Réalisé en 1982, "Vigilante" est le second film du Newyorkais William Lustig (si l’on oublie deux films pornographiques réalisés au début de sa carrière), tout juste deux ans après le célèbre "Maniac", plongée étouffante et ultra-violente dans l’esprit d’un terrifiant serial killer. Plus tard reconnu pour sa trilogie "Maniac Cop", Lustig marque le genre dès ses débuts par son approche frontale des genres abordés, mais aussi, et surtout, par sa manière de filmer une ville qu’il connait comme sa poche. Loin du Little Italy cher à Scorsese, loin du Manhattan bobo de Woody Allen, Lustig se penche sur les quartiers mal famés de la Grosse Pomme, filmant au ras du bitume et avec une acuité quasi-naturaliste, ces endroits que l’on ne voit jamais au cinéma, quartiers résidentiels de la classe moyenne et autres taudis où s’entassent les rebus d’une société pas encore nettoyée au karcher par la politique de Giuliani.
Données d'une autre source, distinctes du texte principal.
#[cfg(test)]
mod tests {
    use super::*;
    use axum::Router;
    use axum::body::Body as AxumBody;
    use axum::http::{Request, Uri};
    use dav_server::{DavHandler, fakels::FakeLs, memfs::MemFs};
    use http_body_util::BodyExt;
    use serde_json::json;
    use tokio::net::TcpListener;
    use tokio::sync::Mutex;

    #[derive(Debug, Clone)]
    struct Recorded {
        method: Method,
        path: String,
        headers: HeaderMap,
        body: Bytes,
    }

    async fn serve(router: Router) -> String {
        let listener = TcpListener::bind("127.0.0.1:0").await.expect("bind");
        let addr = listener.local_addr().expect("local addr");
        tokio::spawn(async move {
            axum::serve(listener, router).await.expect("serve remote");
        });
        format!("http://{addr}")
    }

    /// 固定返回指定状态码并记录请求的远端。
    async fn recording_remote(status: StatusCode) -> (String, Arc<Mutex<Vec<Recorded>>>) {
        let log = Arc::new(Mutex::new(Vec::new()));
        let log_for_handler = log.clone();
        let router = Router::new().fallback(
            move |method: Method, uri: Uri, headers: HeaderMap, body: Bytes| {
                let log = log_for_handler.clone();
                async move {
                    log.lock().await.push(Recorded {
                        method,
                        path: uri.path().to_string(),
                        headers,
                        body,
                    });
                    status
                }
            },
        );
        (serve(router).await, log)
    }

    async fn dav_remote() -> String {
        let dav = DavHandler::builder()
            .filesystem(MemFs::new())
            .locksystem(FakeLs::new())
            .build_handler();
        let router = Router::new().fallback(move |req: Request<AxumBody>| {
            let dav = dav.clone();
            async move { dav.handle(req).await }
        });
        serve(router).await
    }

    fn make_bridge() -> Arc<BridgeConfig> {
        Arc::new(BridgeConfig::new(Some(Duration::from_secs(10))).expect("http client"))
    }

    fn request_body(operation: &str, url: &str, payload: Option<Value>) -> Bytes {
        let mut body = json!({
            "operation": operation,
            "config": { "url": url, "username": "cloud", "password": "nav" },
        });
        if let Some(payload) = payload {
            body["payload"] = payload;
        }
        Bytes::from(body.to_string())
    }

    async fn call(body: Bytes) -> Result<Value, ApiError> {
        let response = webdav_proxy(Extension(make_bridge()), body).await?;
        assert_eq!(response.status(), StatusCode::OK);
        let bytes = response.into_body().collect().await.expect("body").to_bytes();
        Ok(serde_json::from_slice(&bytes).expect("json"))
    }

    #[test]
    fn base_url_is_trimmed_and_slash_terminated() {
        assert_eq!(normalize_base_url(" https://dav.example/x "), "https://dav.example/x/");
        assert_eq!(normalize_base_url("https://dav.example/x/"), "https://dav.example/x/");
    }

    #[test]
    fn success_covers_2xx_and_multi_status() {
        for status in [200, 201, 204, 207] {
            let result = OperationResult::from_status(StatusCode::from_u16(status).expect("status"));
            assert!(result.success, "{status} should succeed");
        }
        for status in [301, 401, 404, 500] {
            let result = OperationResult::from_status(StatusCode::from_u16(status).expect("status"));
            assert!(!result.success, "{status} should fail");
            assert_eq!(result.status, status);
        }
    }

    #[tokio::test]
    async fn check_sends_propfind_with_depth_zero() {
        let (url, log) = recording_remote(StatusCode::MULTI_STATUS).await;
        let value = call(request_body("check", &format!("{url}/dav"), None))
            .await
            .unwrap_or_else(|err| panic!("check failed: {err}"));
        assert_eq!(value, json!({ "success": true, "status": 207 }));

        let log = log.lock().await;
        assert_eq!(log.len(), 1);
        assert_eq!(log[0].method.as_str(), "PROPFIND");
        assert_eq!(log[0].path, "/dav/");
        assert_eq!(log[0].headers["depth"], "0");
        assert!(log[0].body.is_empty());
    }

    #[tokio::test]
    async fn check_against_missing_collection_reports_failure() {
        let (url, _log) = recording_remote(StatusCode::NOT_FOUND).await;
        let value = call(request_body("check", &url, None))
            .await
            .unwrap_or_else(|err| panic!("check failed: {err}"));
        assert_eq!(value, json!({ "success": false, "status": 404 }));
    }

    #[tokio::test]
    async fn upload_puts_payload_with_basic_auth() {
        let (url, log) = recording_remote(StatusCode::CREATED).await;
        let payload = json!({ "links": [{ "id": "1" }], "categories": [] });
        let value = call(request_body("upload", &format!("{url}/backups"), Some(payload.clone())))
            .await
            .unwrap_or_else(|err| panic!("upload failed: {err}"));
        assert_eq!(value, json!({ "success": true, "status": 201 }));

        let log = log.lock().await;
        let recorded = &log[0];
        assert_eq!(recorded.method, Method::PUT);
        assert_eq!(recorded.path, "/backups/cloudnav_backup.json");
        assert_eq!(recorded.headers[header::AUTHORIZATION], "Basic Y2xvdWQ6bmF2");
        assert_eq!(recorded.headers[header::USER_AGENT], "CloudNav/1.0");
        assert_eq!(recorded.headers[header::CONTENT_TYPE], "application/json");
        let sent: Value = serde_json::from_slice(&recorded.body).expect("json body");
        assert_eq!(sent, payload);
    }

    #[tokio::test]
    async fn download_missing_backup_is_not_found() {
        let (url, _log) = recording_remote(StatusCode::NOT_FOUND).await;
        let result = call(request_body("download", &url, None)).await;
        let err = result.err().expect("must fail");
        assert!(matches!(err, ApiError::BackupNotFound));
        assert_eq!(err.status(), StatusCode::NOT_FOUND);
    }

    #[tokio::test]
    async fn download_relays_remote_error_status() {
        let (url, _log) = recording_remote(StatusCode::UNAUTHORIZED).await;
        let result = call(request_body("download", &url, None)).await;
        let err = result.err().expect("must fail");
        assert!(matches!(err, ApiError::WebDav(status) if status == StatusCode::UNAUTHORIZED));
        assert_eq!(err.status(), StatusCode::UNAUTHORIZED);
    }

    #[tokio::test]
    async fn download_returns_remote_document_unwrapped() {
        let router = Router::new().fallback(|| async { r#"{"links":[],"categories":[]}"# });
        let url = serve(router).await;
        let value = call(request_body("download", &url, None))
            .await
            .unwrap_or_else(|err| panic!("download failed: {err}"));
        assert_eq!(value, json!({ "links": [], "categories": [] }));
    }

    #[tokio::test]
    async fn download_with_non_json_body_is_internal_error() {
        let router = Router::new().fallback(|| async { "<html>not json</html>" });
        let url = serve(router).await;
        let result = call(request_body("download", &url, None)).await;
        assert!(matches!(result, Err(ApiError::Internal(_))));
    }

    #[tokio::test]
    async fn unknown_operation_wins_over_missing_config() {
        let body = Bytes::from(json!({ "operation": "bogus", "config": {} }).to_string());
        let result = call(body).await;
        assert!(matches!(result, Err(ApiError::InvalidOperation)));

        let (url, _log) = recording_remote(StatusCode::OK).await;
        let result = call(request_body("bogus", &url, None)).await;
        assert!(matches!(result, Err(ApiError::InvalidOperation)));
    }

    #[tokio::test]
    async fn missing_config_fields_make_no_network_call() {
        let (url, log) = recording_remote(StatusCode::OK).await;
        let cases = [
            json!({ "operation": "check" }),
            json!({ "operation": "check", "config": { "username": "cloud", "password": "nav" } }),
            json!({ "operation": "upload", "config": { "url": url, "password": "nav" } }),
            json!({ "operation": "download", "config": { "url": url, "username": "cloud", "password": "" } }),
        ];
        for body in cases {
            let result = call(Bytes::from(body.to_string())).await;
            let err = result.err().expect("must fail");
            assert!(matches!(err, ApiError::MissingConfiguration));
            assert_eq!(err.status(), StatusCode::BAD_REQUEST);
        }
        assert!(log.lock().await.is_empty());
    }

    #[tokio::test]
    async fn wrongly_typed_operation_is_invalid_operation() {
        let (url, log) = recording_remote(StatusCode::OK).await;
        let cases = [
            json!({ "operation": "bogus", "config": { "url": 1, "username": "cloud", "password": "nav" } }),
            json!({ "operation": 5, "config": { "url": url, "username": "cloud", "password": "nav" } }),
            json!({ "operation": ["check"], "config": "x" }),
        ];
        for body in cases {
            let result = call(Bytes::from(body.to_string())).await;
            let err = result.err().expect("must fail");
            assert!(matches!(err, ApiError::InvalidOperation), "{body}");
            assert_eq!(err.status(), StatusCode::BAD_REQUEST);
        }
        assert!(log.lock().await.is_empty());
    }

    #[tokio::test]
    async fn wrongly_typed_config_is_missing_configuration() {
        let (url, log) = recording_remote(StatusCode::OK).await;
        let cases = [
            json!({ "operation": "check", "config": "x" }),
            json!({ "operation": "check", "config": [url] }),
            json!({ "operation": "check", "config": null }),
            json!({ "operation": "upload", "config": { "url": 1, "username": "cloud", "password": "nav" } }),
            json!({ "operation": "download", "config": { "url": url, "username": true, "password": "nav" } }),
            json!({ "operation": "check", "config": { "url": url, "username": "cloud", "password": 42 } }),
        ];
        for body in cases {
            let result = call(Bytes::from(body.to_string())).await;
            let err = result.err().expect("must fail");
            assert!(matches!(err, ApiError::MissingConfiguration), "{body}");
            assert_eq!(err.status(), StatusCode::BAD_REQUEST);
        }
        assert!(log.lock().await.is_empty());
    }

    #[tokio::test]
    async fn non_object_body_is_invalid_operation() {
        let result = call(Bytes::from_static(b"[1,2]")).await;
        assert!(matches!(result, Err(ApiError::InvalidOperation)));
    }

    #[tokio::test]
    async fn null_payload_is_uploaded_as_json_null() {
        let (url, log) = recording_remote(StatusCode::CREATED).await;
        let value = call(request_body("upload", &url, Some(Value::Null)))
            .await
            .unwrap_or_else(|err| panic!("upload failed: {err}"));
        assert_eq!(value, json!({ "success": true, "status": 201 }));
        assert_eq!(&log.lock().await[0].body[..], b"null");
    }

    #[tokio::test]
    async fn absent_payload_uploads_empty_body() {
        let (url, log) = recording_remote(StatusCode::CREATED).await;
        let value = call(request_body("upload", &url, None))
            .await
            .unwrap_or_else(|err| panic!("upload failed: {err}"));
        assert_eq!(value["success"], true);
        assert!(log.lock().await[0].body.is_empty());
    }

    #[tokio::test]
    async fn malformed_body_is_internal_error() {
        let result = call(Bytes::from_static(b"{operation")).await;
        assert!(matches!(result, Err(ApiError::Internal(_))));
    }

    #[tokio::test]
    async fn unreachable_remote_is_internal_error() {
        let listener = TcpListener::bind("127.0.0.1:0").await.expect("bind");
        let addr = listener.local_addr().expect("local addr");
        drop(listener);
        let result = call(request_body("check", &format!("http://{addr}"), None)).await;
        assert!(matches!(result, Err(ApiError::Internal(_))));
    }

    #[tokio::test]
    async fn backup_round_trip_through_webdav_server() {
        let url = dav_remote().await;

        let value = call(request_body("check", &url, None))
            .await
            .unwrap_or_else(|err| panic!("check failed: {err}"));
        assert_eq!(value["success"], true);

        let missing = call(request_body("download", &url, None)).await;
        assert!(matches!(missing, Err(ApiError::BackupNotFound)));

        let payload = json!({
            "links": [{ "id": "1", "title": "Rust", "url": "https://www.rust-lang.org" }],
            "categories": [{ "id": "dev", "name": "Dev" }],
        });
        let value = call(request_body("upload", &url, Some(payload.clone())))
            .await
            .unwrap_or_else(|err| panic!("upload failed: {err}"));
        assert_eq!(value["success"], true);

        let restored = call(request_body("download", &url, None))
            .await
            .unwrap_or_else(|err| panic!("download failed: {err}"));
        assert_eq!(restored, payload);
    }
}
Capté dans un Cinémascope aux cadrages millimétrés, le New-York de "Vigilante" fait peur. Ses ruelles parcourues de déchets, ses immeubles squattés par des zonards, son palais de justice pathétique… Tous participent à un sentiment de corruption et d’aliénation qui étouffe, rendant palpable la détresse de citoyens sans histoire, doublement victimes d’une ville qui ne veut pas d’eux : victimes de gangs particulièrement violents, victimes d’une justice aveugle obsédée par l’appât du gain. Rien d’étonnant, dès lors, qu’un quidam en vienne aux armes pour retrouver un semblant de dignité, quitte à se confondre avec ce qu’il tente de combattre. Car le sang appelle le sang, et le pauvre Eddie Marino en fera l’amère découverte.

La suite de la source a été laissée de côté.